When I went to my first hot pot restaurant in Chongqing, I honestly didn’t know what to expect. I knew the basics about what hot pot is: a big bowl of spicy broth over an open flame—which you put raw vegetables and meat in to boil—then dig out with chopsticks and eat. It’s typically a social and communal meal, meaning that many people will around the same table and eat together. I recall sitting at a grand table with friends all around, everyone snatching food from the pot with their chopsticks. After just one bite, my mouth was on fire.
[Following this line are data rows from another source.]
use anyhow::Context;
use axum::async_trait;
use thiserror::Error;
use uuid::Uuid;

use crate::{auth::password::hash_password, db::PgStore};

use super::repo_types::{NewUser, User};

#[derive(Debug, Error)]
pub enum StoreError {
    /// A unique index rejected the write; carries the offending field.
    #[error("duplicate {0}")]
    Duplicate(&'static str),
    #[error(transparent)]
    Backend(#[from] anyhow::Error),
}

pub type StoreResult<T> = Result<T, StoreError>;

/// Persistence for user records.
///
/// Implementations own password hashing: `create` and `set_password` take
/// plaintext and must store only the hash.
#[async_trait]
pub trait UserStore: Send + Sync {
    async fn find_by_id(&self, id: Uuid) -> StoreResult<Option<User>>;
    async fn find_by_username(&self, user_name: &str) -> StoreResult<Option<User>>;
    /// Matches a user whose email OR username equals the given value; `None` never matches.
    async fn find_by_email_or_username(
        &self,
        email: Option<&str>,
        user_name: Option<&str>,
    ) -> StoreResult<Option<User>>;
    async fn create(&self, new_user: NewUser) -> StoreResult<User>;
    async fn set_refresh_token(&self, id: Uuid, token: Option<&str>) -> StoreResult<()>;
    /// Replaces the refresh token only if it still equals `expected`; returns whether it did.
    async fn rotate_refresh_token(&self, id: Uuid, expected: &str, next: &str) -> StoreResult<bool>;
    async fn set_password(&self, id: Uuid, plain: &str) -> StoreResult<()>;
    async fn update_account(&self, id: Uuid, full_name: &str, email: &str) -> StoreResult<Option<User>>;
    async fn set_avatar(&self, id: Uuid, url: &str) -> StoreResult<Option<User>>;
    async fn set_cover_image(&self, id: Uuid, url: &str) -> StoreResult<Option<User>>;
}

fn write_error(e: sqlx::Error, what: &'static str) -> StoreError {
    if let Some(db_err) = e.as_database_error() {
        if db_err.is_unique_violation() {
            let field = match db_err.constraint() {
                Some(c) if c.contains("email") => "email",
                Some(c) if c.contains("user_name") => "username",
                _ => "email or username",
            };
            return StoreError::Duplicate(field);
        }
    }
    StoreError::Backend(anyhow::Error::new(e).context(what))
}

#[async_trait]
impl UserStore for PgStore {
    async fn find_by_id(&self, id: Uuid) -> StoreResult<Option<User>> {
        let user = sqlx::query_as::<_, User>(
            r#"
            SELECT id, user_name, email, full_name, password_hash, avatar, cover_image,
                   refresh_token, created_at, updated_at
            FROM users
            WHERE id = $1
            "#,
        )
        .bind(id)
        .fetch_optional(&self.db)
        .await
        .context("find user by id")?;
        Ok(user)
    }

    async fn find_by_username(&self, user_name: &str) -> StoreResult<Option<User>> {
        let user = sqlx::query_as::<_, User>(
            r#"
            SELECT id, user_name, email, full_name, password_hash, avatar, cover_image,
                   refresh_token, created_at, updated_at
            FROM users
            WHERE user_name = $1
            "#,
        )
        .bind(user_name)
        .fetch_optional(&self.db)
        .await
        .context("find user by username")?;
        Ok(user)
    }

    async fn find_by_email_or_username(
        &self,
        email: Option<&str>,
        user_name: Option<&str>,
    ) -> StoreResult<Option<User>> {
        let user = sqlx::query_as::<_, User>(
            r#"
            SELECT id, user_name, email, full_name, password_hash, avatar, cover_image,
                   refresh_token, created_at, updated_at
            FROM users
            WHERE email = $1 OR user_name = $2
            LIMIT 1
            "#,
        )
        .bind(email)
        .bind(user_name)
        .fetch_optional(&self.db)
        .await
        .context("find user by email or username")?;
        Ok(user)
    }

    async fn create(&self, new_user: NewUser) -> StoreResult<User> {
        let hash = hash_password(&new_user.password).await?;
        sqlx::query_as::<_, User>(
            r#"
            INSERT INTO users (user_name, email, full_name, password_hash, avatar, cover_image)
            VALUES ($1, $2, $3, $4, $5, $6)
            RETURNING id, user_name, email, full_name, password_hash, avatar, cover_image,
                      refresh_token, created_at, updated_at
            "#,
        )
        .bind(&new_user.user_name)
        .bind(&new_user.email)
        .bind(&new_user.full_name)
        .bind(&hash)
        .bind(&new_user.avatar)
        .bind(&new_user.cover_image)
        .fetch_one(&self.db)
        .await
        .map_err(|e| write_error(e, "insert user"))
    }

    async fn set_refresh_token(&self, id: Uuid, token: Option<&str>) -> StoreResult<()> {
        sqlx::query("UPDATE users SET refresh_token = $2, updated_at = now() WHERE id = $1")
            .bind(id)
            .bind(token)
            .execute(&self.db)
            .await
            .context("set refresh token")?;
        Ok(())
    }

    async fn rotate_refresh_token(&self, id: Uuid, expected: &str, next: &str) -> StoreResult<bool> {
        let res = sqlx::query(
            r#"
            UPDATE users SET refresh_token = $3, updated_at = now()
            WHERE id = $1 AND refresh_token = $2
            "#,
        )
        .bind(id)
        .bind(expected)
        .bind(next)
        .execute(&self.db)
        .await
        .context("rotate refresh token")?;
        Ok(res.rows_affected() == 1)
    }

    async fn set_password(&self, id: Uuid, plain: &str) -> StoreResult<()> {
        let hash = hash_password(plain).await?;
        sqlx::query("UPDATE users SET password_hash = $2, updated_at = now() WHERE id = $1")
            .bind(id)
            .bind(&hash)
            .execute(&self.db)
            .await
            .context("set password")?;
        Ok(())
    }

    async fn update_account(&self, id: Uuid, full_name: &str, email: &str) -> StoreResult<Option<User>> {
        sqlx::query_as::<_, User>(
            r#"
            UPDATE users SET full_name = $2, email = $3, updated_at = now()
            WHERE id = $1
            RETURNING id, user_name, email, full_name, password_hash, avatar, cover_image,
                      refresh_token, created_at, updated_at
            "#,
        )
        .bind(id)
        .bind(full_name)
        .bind(email)
        .fetch_optional(&self.db)
        .await
        .map_err(|e| write_error(e, "update account"))
    }

    async fn set_avatar(&self, id: Uuid, url: &str) -> StoreResult<Option<User>> {
        let user = sqlx::query_as::<_, User>(
            r#"
            UPDATE users SET avatar = $2, updated_at = now()
            WHERE id = $1
            RETURNING id, user_name, email, full_name, password_hash, avatar, cover_image,
                      refresh_token, created_at, updated_at
            "#,
        )
        .bind(id)
        .bind(url)
        .fetch_optional(&self.db)
        .await
        .context("set avatar")?;
        Ok(user)
    }

    async fn set_cover_image(&self, id: Uuid, url: &str) -> StoreResult<Option<User>> {
        let user = sqlx::query_as::<_, User>(
            r#"
            UPDATE users SET cover_image = $2, updated_at = now()
            WHERE id = $1
            RETURNING id, user_name, email, full_name, password_hash, avatar, cover_image,
                      refresh_token, created_at, updated_at
            "#,
        )
        .bind(id)
        .bind(url)
        .fetch_optional(&self.db)
        .await
        .context("set cover image")?;
        Ok(user)
    }
}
It’s not just foreigners who suffer from sweats and burns when we eat hot pot, the Chinese can’t always handle it, either. Many hotpot restaurants now offer different grades of spiciness to cater to as many customers as possible. It’s definitely an experience, and a “must try” while in Chongqing, but for the most part I’d rather leave this kind of extreme spice for friends and colleagues with a more adventurous palette than I have.
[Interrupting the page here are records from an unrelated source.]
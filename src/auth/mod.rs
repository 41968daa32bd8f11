pub mod cookies;
pub(crate) mod extractors;
pub mod jwt;
pub mod password;
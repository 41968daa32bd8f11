//! Argon2 password hashing. Both operations are CPU-bound and run on the blocking pool.

use anyhow::Context;
use argon2::{
    password_hash::{PasswordHash, PasswordHasher, PasswordVerifier, SaltString},
    Argon2,
};
use rand::rngs::OsRng;
use tracing::error;

fn hash_blocking(plain: &str) -> anyhow::Result<String> {
    let salt = SaltString::generate(&mut OsRng);
    Argon2::default()
        .hash_password(plain.as_bytes(), &salt)
        .map(|h| h.to_string())
        .map_err(|e| {
            error!(error = %e, "argon2 hash_password error");
            anyhow::anyhow!(e.to_string())
        })
}

fn verify_blocking(plain: &str, hash: &str) -> anyhow::Result<bool> {
    let parsed = PasswordHash::new(hash).map_err(|e| {
        error!(error = %e, "argon2 parse hash error");
        anyhow::anyhow!(e.to_string())
    })?;
    Ok(Argon2::default()
        .verify_password(plain.as_bytes(), &parsed)
        .is_ok())
}

pub async fn hash_password(plain: &str) -> anyhow::Result<String> {
    let plain = plain.to_owned();
    tokio::task::spawn_blocking(move || hash_blocking(&plain))
        .await
        .context("join hash task")?
}

/// `Ok(false)` on mismatch; `Err` only if the stored hash cannot be parsed.
pub async fn verify_password(plain: &str, hash: &str) -> anyhow::Result<bool> {
    let (plain, hash) = (plain.to_owned(), hash.to_owned());
    tokio::task::spawn_blocking(move || verify_blocking(&plain, &hash))
        .await
        .context("join verify task")?
}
Another famous local food in Chongqing is xiaomian. Thinking it was a fad, I avoided it at first; everyone wouldn’t stop talking about how delicious it is. Finally, after trying a bowl of “small noodles”, I could taste what all the fuss was about. There is a small kitchen near my school; not quite a restaurant, it’s just a small room with tables and chairs, and a kitchen in the back. It’s become the “go-to” spot for me and my colleagues.
While hotpot can be a bit pricy by Chinese standards (about CNY 300-400 for four people), a bowl of xiaomian is usually just around CNY 5 (less than $1!). One bowl will completely fill you up, and though the taste is spicy, there’s no lingering burning sensation in your mouth. It’s quick, tastes great, and isn’t completely unhealthy. My colleagues and I have a 2-hour lunch break on weekends—after a bowl of xiaomian we usually have another 90 minutes to sit, talk, relax, or take a nap. It’s perfect.
I do enjoy hotpot occasionally, and believe it or not, the spice is easier to handle if you’re in good company. If there are a few 外国人 (wai guo ren, or foreigners) at the table, the waitress will usually ask how spicy to make the hotpot. We usually aim for something moderate—between drop-dead spicy and plain water. With a nice, cool beverage, and a little sauce to neutralize the spice, hot pot can be a very enjoyable and social meal, even for who don’t like spicy food.
If you ever pass through Chongqing, these are two foods that you absolutely must try. Thankfully that’s easy to do, because you can find hotpot and xiaomian restaurants on nearly every street corner in Chongqing!